Collected data entries ->

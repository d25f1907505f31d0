use crate::helpers::*;
use bevy_layer_ratio::asset::versioning::current_format_version;
use bevy_layer_ratio::asset::*;

#[test]
fn load_terrain_fixture() {
    let mut app = create_minimal_app();
    let asset = load_asset(&mut app, "terrain.ratio.ron");

    assert_eq!(asset.name, "Terrain");
    assert!(asset.layer_ratio.randomize_color);
    assert_eq!(
        asset.layer_ratio.keys(),
        &[
            Key::new([0.1, 0.3, 0.9, 1.0], 0.3),
            Key::new([0.9, 0.8, 0.5, 1.0], 0.4),
            Key::new([0.2, 0.6, 0.1, 1.0], 0.85),
            Key::new(WHITE, 1.0),
        ]
    );
}

#[test]
fn load_terrain_fixture_evaluates() {
    let mut app = create_minimal_app();
    let mut asset = load_asset(&mut app, "terrain.ratio.ron");

    assert_eq!(asset.layer_ratio.evaluate(0.0), [0.1, 0.3, 0.9, 1.0]);
    assert_eq!(asset.layer_ratio.evaluate(0.35), [0.9, 0.8, 0.5, 1.0]);
    assert_eq!(asset.layer_ratio.evaluate(0.9), WHITE);
}

#[test]
fn load_legacy_fixture_upgrades() {
    let mut app = create_minimal_app();
    let asset = load_asset(&mut app, "legacy.ratio.ron");

    assert_eq!(asset.layer_ratio_version(), current_format_version());
    assert!(asset.name.is_empty());
    assert!(!asset.layer_ratio.randomize_color);
    assert_eq!(
        asset.layer_ratio.keys(),
        &[Key::new(RED, 0.0), Key::new(BLUE, 1.0)]
    );
}

#[test]
fn load_empty_keys_fixture_uses_default() {
    let mut app = create_minimal_app();
    let asset = load_asset(&mut app, "empty_keys.ratio.ron");

    assert_eq!(asset.name, "Empty");
    assert_eq!(asset.layer_ratio, LayerRatio::default());
}

#[test]
fn load_future_version_fails() {
    let mut app = create_minimal_app();
    let err = try_load_asset(&mut app, "future_version.ratio.ron").unwrap_err();
    assert!(
        err.contains("Unknown layer_ratio_version"),
        "unexpected error: {err}"
    );
}

#[test]
fn load_invalid_syntax_fails() {
    let mut app = create_minimal_app();
    let err = try_load_asset(&mut app, "invalid_syntax.ratio.ron").unwrap_err();
    assert!(err.contains("Could not parse RON"), "unexpected error: {err}");
}

#[test]
fn loaded_asset_can_be_saved_and_parsed() {
    let mut app = create_minimal_app();
    let asset = load_asset(&mut app, "terrain.ratio.ron");

    let saved = asset.to_ron().unwrap();
    let parsed: LayerRatioAsset = ron::from_str(&saved).unwrap();

    assert_eq!(parsed, asset);
}
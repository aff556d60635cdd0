use std::fmt;

#[derive(Debug)]
pub enum CascadeError {
    Stylesheet(String),
    InvalidConfiguration(String),
    Io(std::io::Error),
}

impl fmt::Display for CascadeError {
    fn fmt(&self, f: &mut fmt::Formatter<'_>) -> fmt::Result {
        match self {
            CascadeError::Stylesheet(message) => write!(f, "stylesheet error: {}", message),
            CascadeError::InvalidConfiguration(message) => {
                write!(f, "invalid configuration: {}", message)
            }
            CascadeError::Io(err) => write!(f, "io error: {}", err),
        }
    }
}

impl std::error::Error for CascadeError {
    fn source(&self) -> Option<&(dyn std::error::Error + 'static)> {
        match self {
            CascadeError::Io(err) => Some(err),
            _ => None,
        }
    }
}

impl From<std::io::Error> for CascadeError {
    fn from(value: std::io::Error) -> Self {
        CascadeError::Io(value)
    }
}

#[cfg(test)]
mod tests {
    use super::*;
    use std::error::Error;

    #[test]
    fn io_errors_keep_their_source() {
        let err: CascadeError = std::io::Error::new(std::io::ErrorKind::NotFound, "gone").into();
        assert!(err.source().is_some());
        assert_eq!(err.to_string(), "io error: gone");
    }

    #[test]
    fn stylesheet_errors_have_no_source() {
        let err = CascadeError::Stylesheet("unexpected token".to_string());
        assert!(err.source().is_none());
        assert_eq!(err.to_string(), "stylesheet error: unexpected token");
    }
}
use fixed::types::I32F32;

pub const SPECIFICITY_ID: u32 = 0x10000;
pub const SPECIFICITY_CLASS: u32 = 0x100;
pub const SPECIFICITY_TAG: u32 = 1;

/// Cascade priority: origin band plus specificity in the integer part, a
/// strictly increasing insertion stamp in the fractional part.
#[derive(Debug, Clone, Copy, PartialEq, Eq, PartialOrd, Ord, Hash, Default)]
pub struct Priority(I32F32);

impl Priority {
    pub fn from_specificity(specificity: u32) -> Priority {
        let whole = specificity.min(i32::MAX as u32) as i64;
        Priority(I32F32::from_bits(whole << 32))
    }

    pub fn with_order(self, order: Order) -> Priority {
        Priority(self.0.saturating_add(order.0))
    }

    pub fn specificity(self) -> u32 {
        (self.0.to_bits() >> 32).max(0) as u32
    }
}

/// Fractional document-order stamp handed out by `Cascade::next_order`.
#[derive(Debug, Clone, Copy, PartialEq, Eq, PartialOrd, Ord, Hash, Default)]
pub struct Order(I32F32);

impl Order {
    pub(crate) const STEP: I32F32 = I32F32::from_bits(1);

    pub(crate) fn advance(&mut self) -> Order {
        // Stays below 1.0 for 2^32 - 1 insertions.
        self.0 = self.0.saturating_add(Self::STEP);
        *self
    }
}

#[derive(Debug, Clone, Copy, PartialEq, Eq, Hash)]
pub enum Origin {
    UserAgent,
    User,
    Author,
    StyleAttribute,
}

impl Origin {
    pub fn band(self, important: bool) -> u32 {
        match (self, important) {
            (Origin::UserAgent, false) => 0x1000000,
            (Origin::User, false) => 0x2000000,
            (Origin::Author, false) => 0x3000000,
            (Origin::StyleAttribute, false) => 0x4000000,
            (Origin::StyleAttribute, true) => 0x5000000,
            (Origin::Author, true) => 0x6000000,
            (Origin::User, true) => 0x7000000,
            (Origin::UserAgent, true) => 0x8000000,
        }
    }

    pub fn parse(raw: &str) -> Option<Origin> {
        match raw.trim().to_ascii_lowercase().as_str() {
            "ua" | "user-agent" => Some(Origin::UserAgent),
            "user" => Some(Origin::User),
            "author" => Some(Origin::Author),
            "style-attribute" => Some(Origin::StyleAttribute),
            _ => None,
        }
    }
}

#[cfg(test)]
mod tests {
    use super::*;

    #[test]
    fn order_never_reaches_the_integer_part() {
        let mut order = Order::default();
        for _ in 0..10_000 {
            order.advance();
        }
        let base = Priority::from_specificity(Origin::Author.band(false) + SPECIFICITY_TAG);
        let stamped = base.with_order(order);
        assert!(stamped > base);
        assert_eq!(stamped.specificity(), base.specificity());
        assert!(stamped < Priority::from_specificity(base.specificity() + 1));
    }

    #[test]
    fn important_bands_invert_origin_order() {
        assert!(Origin::Author.band(false) > Origin::User.band(false));
        assert!(Origin::User.band(true) > Origin::Author.band(true));
        assert!(Origin::UserAgent.band(true) > Origin::StyleAttribute.band(true));
        assert!(Origin::StyleAttribute.band(false) > Origin::Author.band(false));
    }

    #[test]
    fn parses_origin_names() {
        assert_eq!(Origin::parse("UA"), Some(Origin::UserAgent));
        assert_eq!(Origin::parse("author"), Some(Origin::Author));
        assert_eq!(Origin::parse("printer"), None);
    }
}
pub use cascade::{Cascade, CompileContext, UNIVERSAL_KEY};
pub use compiler::{PSEUDO_ELEMENTS, StyleCompiler};
pub use counters::{CounterListener, CounterResolver, CounterState, QuoteState, counter_pairs};
use debug::{DebugLogger, json_string};
pub use dom::{StyledElement, style_tree};
pub use error::CascadeError;
pub use instance::{CascadeInstance, LIST_ITEM_COUNTER};
pub use logical::{convert_to_physical, physical_name};
pub use numbering::format_counter;
pub use properties::{DefaultValidator, PropertyValidator};
pub use selector::{
    Action, ApplyRule, AttrOp, Chain, CombinatorKind, EPUB_NS, IndexName, Predicate,
    SVG_NS, XHTML_NS, XML_NS, nth_matches, parse_nth_formula,
};
pub use selector_text::replay_selector_list;
pub use style::{
    CascadeValue, ConditionId, ElementStyle, SPECIAL_PROPERTIES, ViewConditionalStyle,
    cascade_values, evaluate_style, flatten_cascaded_style, is_special, merge_in,
};
pub use stylesheet::{compile_stylesheet, parse_style_attribute};
pub use types::{Order, Origin, Priority, SPECIFICITY_CLASS, SPECIFICITY_ID, SPECIFICITY_TAG};
pub use value::{CssValue, DeferredValue, FixedContext, ValueContext};
pub use view::{
    AllMatcher, DefaultViewConditionBuilder, FragmentContext, NthFragmentMatcher, ViewCondition,
    ViewConditionBuilder, ViewConditionMatcher,
};

use std::sync::Arc;

/// Compiled base cascade (user agent and user sheets) plus the collaborators
/// used for every author compilation.
pub struct StyleEngine {
    base: Cascade,
    base_context: CompileContext,
    validator: Box<dyn PropertyValidator>,
    views: Box<dyn ViewConditionBuilder>,
    default_lang: String,
    debug: Option<Arc<DebugLogger>>,
}

pub struct StyleEngineBuilder {
    user_agent_sheet: bool,
    sheets: Vec<(String, String)>,
    default_lang: String,
    debug_path: Option<std::path::PathBuf>,
    validator: Option<Box<dyn PropertyValidator>>,
    views: Option<Box<dyn ViewConditionBuilder>>,
}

TASK ITEM -> Above are the entries. Output exactly the lines beginning with the line that has "(Origin::User, false) =>" and ending with the line that has "(Origin::StyleAttribute, true) =>".

WORKED SOLUTION ->
            (Origin::User, false) => 0x2000000,
            (Origin::Author, false) => 0x3000000,
            (Origin::StyleAttribute, false) => 0x4000000,
            (Origin::StyleAttribute, true) => 0x5000000,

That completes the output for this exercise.